Before I knew it, audition time was near. The ballet company was casting for its annual Nutcracker performance. M staged a huge tantrum insisting that she wanted to be in it, egged on by fond Daddy and not-so-subtly discouraged by unenthusiastic Mommy.
No prizes for guessing the outcome of that battle here. I caved in and was promptly punished with an information handout blithely chirping:
“We request parents to volunteer for a variety of tasks listed below : Group mothers, costume design, costume repairs/adjustments, snacks and food service, ushering, programs, flyers, etc.”
The small print stated
“All parents with children performing must volunteer and undertake to sell at least one program ad”
This was followed by an impressive looking blast of legalese that would have us turn over our children to Rumpelstiltskin if we veered from the terms of the contract. I gamely volunteered to be on the ‘Programs’ committee and never heard from anyone after that, my role having been compressed to zero by other prima ballerina moms who danced the whole sequence with the expertise of several Nutcracker performances.
M had been cast as a Little Sister, who shares a couple of nanoseconds on stage with the lead dancer and a host of at least 5 other Little Sisters, swaying and rocking baby dolls in their hands. The costume supplied by her ballet company was mercifully simple, a white smocked pinafore top with matching ruffled lacy bloomers, along with a large pink satin sash and matching pink ribbons for the hair, not the nightmare of pins and braid that were part of the Seraphim angels costume, for which M was deemed too small. Also her hair, being long would look good in ringlets, as required for the role of Little Sister .
The Hair! It was to become the bane of my existence. The Little Sisters had to have Victorian style ringlets (reminiscent of the ever-so horrid Nellie Oleson portrayed in the TV series Little House on the Prairie). To make matters worse, I managed to miss the evening ‘costume and makeup’ meeting at the ballet school. I went into a panic realizing that I had no clue how to generate ringlets.
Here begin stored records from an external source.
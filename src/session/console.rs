use std::fmt::Display;
use std::io::{BufRead, Write};

use anyhow::{Context, Result};
use crossterm::style::Stylize;

use super::input::InputError;

/// Severity of a one-line status message.
#[derive(Debug, Clone, Copy, PartialEq, Eq)]
pub enum StatusKind {
    Info,
    Error,
}

/// Line-oriented console over any reader and writer, so the session runs
/// the same against stdin/stdout and in-memory buffers.
pub struct Console<R, W> {
    input: R,
    output: W,
}

impl<R: BufRead, W: Write> Console<R, W> {
    pub fn new(input: R, output: W) -> Self {
        Self { input, output }
    }

    pub fn output(&self) -> &W {
        &self.output
    }

    /// Next line without its terminator. Closed input and bytes that are
    /// not UTF-8 come back as answers the caller can report, not as console
    /// failures.
    pub fn read_line(&mut self) -> Result<Result<String, InputError>> {
        let mut bytes = Vec::new();
        let read = self
            .input
            .read_until(b'\n', &mut bytes)
            .context("failed to read from console")?;
        if read == 0 {
            return Ok(Err(InputError::EndOfInput));
        }
        while matches!(bytes.last(), Some(b'\n' | b'\r')) {
            bytes.pop();
        }
        Ok(String::from_utf8(bytes).map_err(|_| InputError::InvalidText))
    }

    pub fn prompt(&mut self, text: &str) -> Result<Result<String, InputError>> {
        write!(self.output, "{text}").context("failed to write prompt")?;
        self.output.flush().context("failed to flush console")?;
        self.read_line()
    }

    /// Prompt once and parse the answer. The outer error means the console
    /// itself failed; the inner one is a bad answer the caller can report.
    pub fn ask<T, F>(&mut self, text: &str, parse: F) -> Result<Result<T, InputError>>
    where
        F: FnOnce(&str) -> Result<T, InputError>,
    {
        Ok(self.prompt(text)?.and_then(|line| parse(&line)))
    }

    pub fn say(&mut self, text: impl Display) -> Result<()> {
        writeln!(self.output, "{text}").context("failed to write to console")
    }

    pub fn status(&mut self, text: impl Display, kind: StatusKind) -> Result<()> {
        let text = text.to_string();
        let result = match kind {
            StatusKind::Info => writeln!(self.output, "{}", text.green()),
            StatusKind::Error => writeln!(self.output, "{}", text.red()),
        };
        result.context("failed to write status")
    }
}
//! Binary entry point: set up logging, read the configuration, and run one
//! console session over stdin and stdout.
use std::io;

use class_roster::{Config, Session};

/// Returning a `Result` bubbles up fatal problems (a bad environment
/// override, a closed terminal) instead of crashing silently. Quitting from
/// the menu returns `Ok`, so the process exits with status 0.
fn main() -> anyhow::Result<()> {
    env_logger::Builder::from_env(env_logger::Env::default().default_filter_or("warn")).init();

    let config = Config::from_env()?;
    log::debug!("using data directory {}", config.data_dir.display());

    let stdin = io::stdin();
    let stdout = io::stdout();
    let mut session = Session::new(&config, stdin.lock(), stdout.lock());
    session.run()
}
Google to the rescue, I decided. Sure enough, there was the cheap as well as authentic option of using an old lint free rag cut in strips. I experimented with M’s hair, producing numerous ringlets which might have passed muster, if it hadn’t been for the tiny bits of towel lint sticking to them. My husband asked “Are you sure this is the right way to go about the ringlets? Perhaps you should schedule her for an appointment at the hairdresser’s” (And spend another $30 a pop to get her hair styled three nights in a row- No way!).
I purchased rollers at the Dollar Store- no good, since these had a Velcro cover that M’s fine hair was getting horribly tangled in. On the advice of a ‘Been there, done that’ mom at the ballet school, I got a set of small foam rollers and resigned myself to sending M to school in those for a couple of days. The logistics seemed as appealing as days-old-refrigerated cooked rice.
On mentioning the hair travails to a good friend, she was kind enough to bring out her hot curler set. We spent a frenzied evening experimenting with M’s hair, trying to see how fast we could achieve the ringletted look. With heated curlers, industrial strength hairspray (and a super-chemical smell to match), we managed to achieve a suitably Shirley Templesque look in about one hour. ( Never mind that my friend's experimentation on her own hair had led to results that she termed " Baby Jane" curls- something that I thought was supposed to be cute and even complimented her on, until I googled it and found scary looking pictures of Bette Davis as a child-singer grown up with a Baby Girl fixation. I immediately followed up with an apologetic email for the faux pas)
At least for now, M's hair problem was solved, I thought.